Tal vez tienen razón aquellos que dicen no sólo que los hábitos nos forman, o deforman, para siempre, sino que ya de grande uno no puede cambiarlos, uno ya no puede hacer mucho. Pienso que esto también debemos pensarlo en estas escandalosas épocas de elección. Un partido, así como un hombre, se define por sus actos y la historia que ellos dejan. Y es difícil, o tal vez imposible, cambiar de la noche a la mañana como por arte de magia. Aunque cambie el discurso, el dinosaurio sigue siendo el mismo. Aunque la forma sea otra (la cara más guapa y el regalo más grande), el fondo sigue siendo igual.

PARA APUNTARLE BIEN: “Una golondrina no hace la primavera, como tampoco un día de sol; igual que tampoco es un solo día ni un reducido intervalo de tiempo lo que constituye la felicidad y la dicha.” Aristóteles.
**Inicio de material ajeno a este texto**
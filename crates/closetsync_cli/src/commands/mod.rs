//! CLI command implementations.

pub mod enqueue;
pub mod login;
pub mod queue;
pub mod status;
pub mod sync;

use closetsync_engine::{
    ConnectivityMonitor, HttpProfileService, NetworkClient, ReqwestClient, StoredProfileStore,
    SyncConfig, SyncOrchestrator,
};
use closetsync_storage::FileStore;
use std::path::Path;
use std::sync::Arc;
use thiserror::Error;

/// Errors specific to the CLI.
#[derive(Debug, Error)]
pub enum CliError {
    /// No profile snapshot in the store.
    #[error("no user signed in; run `closetsync login --user <ID>` first")]
    NotSignedIn,

    /// Unsupported `--format` value.
    #[error("unknown output format {0:?} (expected text or json)")]
    UnknownFormat(String),
}

/// Output format of inspection commands.
#[derive(Debug, Clone, Copy, PartialEq, Eq)]
pub enum Format {
    /// Human readable text.
    Text,
    /// Pretty-printed JSON.
    Json,
}

impl Format {
    /// Parses a `--format` value.
    pub fn parse(format: &str) -> Result<Self, CliError> {
        match format {
            "text" => Ok(Format::Text),
            "json" => Ok(Format::Json),
            other => Err(CliError::UnknownFormat(other.to_string())),
        }
    }
}

/// Orchestrator over a store directory and a REST server.
pub type CliOrchestrator = SyncOrchestrator<
    FileStore,
    HttpProfileService<ReqwestClient, ConnectivityMonitor>,
    StoredProfileStore<FileStore>,
>;

/// Opens the store directory, creating it if needed.
pub fn open_store(path: &Path) -> Result<Arc<FileStore>, Box<dyn std::error::Error>> {
    Ok(Arc::new(FileStore::open(path)?))
}

/// Wires an orchestrator over the store at `path`.
///
/// With `online` false no request is ever sent.
pub fn open_orchestrator(
    path: &Path,
    config: SyncConfig,
    api_key: Option<&str>,
    online: bool,
) -> Result<CliOrchestrator, Box<dyn std::error::Error>> {
    let store = open_store(path)?;
    let profiles = Arc::new(StoredProfileStore::open(Arc::clone(&store)));
    let connectivity = ConnectivityMonitor::new(online);

    let mut client = ReqwestClient::new()?;
    if let Some(api_key) = api_key {
        client = client.with_api_key(api_key);
    }
    let network = NetworkClient::new(client, connectivity.clone());
    let remote = Arc::new(HttpProfileService::new(&config, network)?);

    Ok(SyncOrchestrator::new(
        config,
        store,
        remote,
        profiles,
        connectivity,
    ))
}

/// Formats an epoch-millisecond timestamp for text output.
pub fn format_timestamp(timestamp: Option<i64>) -> String {
    match timestamp {
        Some(ms) => format!("{ms} (epoch ms)"),
        None => "never".to_string(),
    }
}

#[cfg(test)]
mod tests {
    use super::*;

    #[test]
    fn parses_formats() {
        assert_eq!(Format::parse("json").unwrap(), Format::Json);
        assert_eq!(Format::parse("text").unwrap(), Format::Text);
        assert!(matches!(
            Format::parse("yaml"),
            Err(CliError::UnknownFormat(_))
        ));
    }

    #[test]
    fn formats_timestamps() {
        assert_eq!(format_timestamp(None), "never");
        assert!(format_timestamp(Some(5)).starts_with('5'));
    }
}
impl Mutation {
    /// Returns the operation kind of this mutation.
    pub fn kind(&self) -> OperationKind {
        match self {
            Mutation::AddClosetItem(_) => OperationKind::AddClosetItem,
            Mutation::RemoveClosetItem { .. } => OperationKind::RemoveClosetItem,
            Mutation::UpdateClosetItem { .. } => OperationKind::UpdateClosetItem,
            Mutation::ToggleFavorite { .. } => OperationKind::ToggleFavorite,
            Mutation::UpdatePreferences(_) => OperationKind::UpdatePreferences,
            Mutation::SubmitQuiz(_) => OperationKind::SubmitQuiz,
            Mutation::AddLikedItem { .. } => OperationKind::AddLikedItem,
            Mutation::RemoveLikedItem { .. } => OperationKind::RemoveLikedItem,
            Mutation::AddDislikedItem { .. } => OperationKind::AddDislikedItem,
            Mutation::RemoveDislikedItem { .. } => OperationKind::RemoveDislikedItem,
            Mutation::SaveOutfit(_) => OperationKind::SaveOutfit,
            Mutation::RemoveOutfit(_) => OperationKind::RemoveOutfit,
        }
    }

    /// Encodes the mutation into its wire payload.
    pub fn to_payload(&self) -> ProtocolResult<Value> {
        let value = match self {
            Mutation::AddClosetItem(item) => serde_json::to_value(item)?,
            Mutation::RemoveClosetItem { item_id }
            | Mutation::AddLikedItem { item_id }
            | Mutation::RemoveLikedItem { item_id }
            | Mutation::AddDislikedItem { item_id }
            | Mutation::RemoveDislikedItem { item_id } => serde_json::to_value(ItemRef {
                item_id: item_id.clone(),
            })?,
            Mutation::UpdateClosetItem { item_id, changes } => {
                serde_json::to_value(UpdatePayload {
                    item_id: item_id.clone(),
                    changes: changes.clone(),
                })?
            }
            Mutation::ToggleFavorite { item_id, favorite } => {
                serde_json::to_value(FavoritePayload {
                    item_id: item_id.clone(),
                    favorite: *favorite,
                })?
            }
            Mutation::UpdatePreferences(preferences) => {
                serde_json::to_value(PreferencesPayload {
                    preferences: preferences.clone(),
                })?
            }
            Mutation::SubmitQuiz(answers) => serde_json::to_value(QuizPayload {
                answers: answers.clone(),
            })?,
            Mutation::SaveOutfit(items) | Mutation::RemoveOutfit(items) => {
                serde_json::to_value(OutfitPayload {
                    items: items.clone(),
                })?
            }
        };
        Ok(value)
    }

    /// Decodes a payload of the given kind.
    ///
    /// # Errors
    ///
    /// Returns [`ProtocolError::InvalidPayload`] if the payload does not have
    /// the shape the kind requires.
    pub fn decode(kind: OperationKind, payload: &Value) -> ProtocolResult<Self> {
        fn parse<T: serde::de::DeserializeOwned>(
            kind: OperationKind,
            payload: &Value,
        ) -> ProtocolResult<T> {
            T::deserialize(payload).map_err(|e| ProtocolError::invalid_payload(kind, e.to_string()))
        }

        let mutation = match kind {
            OperationKind::AddClosetItem => Mutation::AddClosetItem(parse(kind, payload)?),
            OperationKind::RemoveClosetItem => {
                let r: ItemRef = parse(kind, payload)?;
                Mutation::RemoveClosetItem { item_id: r.item_id }
            }
            OperationKind::UpdateClosetItem => {
                let p: UpdatePayload = parse(kind, payload)?;
                Mutation::UpdateClosetItem {
                    item_id: p.item_id,
                    changes: p.changes,
                }
            }
            OperationKind::ToggleFavorite => {
                let p: FavoritePayload = parse(kind, payload)?;
                Mutation::ToggleFavorite {
                    item_id: p.item_id,
                    favorite: p.favorite,
                }
            }
            OperationKind::UpdatePreferences => {
                let p: PreferencesPayload = parse(kind, payload)?;
                Mutation::UpdatePreferences(p.preferences)
            }
            OperationKind::SubmitQuiz => {
                let p: QuizPayload = parse(kind, payload)?;
                Mutation::SubmitQuiz(p.answers)
            }
            OperationKind::AddLikedItem => {
                let r: ItemRef = parse(kind, payload)?;
                Mutation::AddLikedItem { item_id: r.item_id }
            }
            OperationKind::RemoveLikedItem => {
                let r: ItemRef = parse(kind, payload)?;
                Mutation::RemoveLikedItem { item_id: r.item_id }
            }
            OperationKind::AddDislikedItem => {
                let r: ItemRef = parse(kind, payload)?;
                Mutation::AddDislikedItem { item_id: r.item_id }
            }
            OperationKind::RemoveDislikedItem => {
                let r: ItemRef = parse(kind, payload)?;
                Mutation::RemoveDislikedItem { item_id: r.item_id }
            }
            OperationKind::SaveOutfit => {
                let p: OutfitPayload = parse(kind, payload)?;
                Mutation::SaveOutfit(p.items)
            }
            OperationKind::RemoveOutfit => {
                let p: OutfitPayload = parse(kind, payload)?;
                Mutation::RemoveOutfit(p.items)
            }
        };
        Ok(mutation)
    }
}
MISERERES: Peña Nieto habló ayer de él y de su partido como renovado, reformado: apoya el matrimonio entre homosexuales, el aborto y la pastilla de al día siguiente. No le preguntaron si apoyaba los monopolios televisivos (era por supuesto un programa de Televisa), pero esto se me hace que no lo apoya tanto (no va a morder la mano que le da de comer). Le preguntaron de nuevo por nombres posibles para integrar su gabinete; de nuevo no hubo respuesta.  Volviendo al movimiento #yosoy132; algunos lo ven con ojos más escépticos. Explican que el activismo de la juventud –al menos hasta ahora- no ha reflejado nada nuevo en las mediciones del voto. En realidad los jóvenes –dice el estudio- siguen siendo el segmento más abstencionista electoral (lo dice gente como Alcocer ayer en el Reforma pero también lo pueden ver acá: http://www.tribuna.info/index.php?option=com_content&view=article&id=112753:n1p5&catid=6:general&Itemid=130 ). Tal vez, como dice retomando a Novo, “a los mexicanos nos gusta lo usado y estrenar”. Falta ver a dónde va enfocado este movimiento, si es sólo a la democracia electoral, a otros ámbitos de la democracia, o si de plano por ahí nomás no va.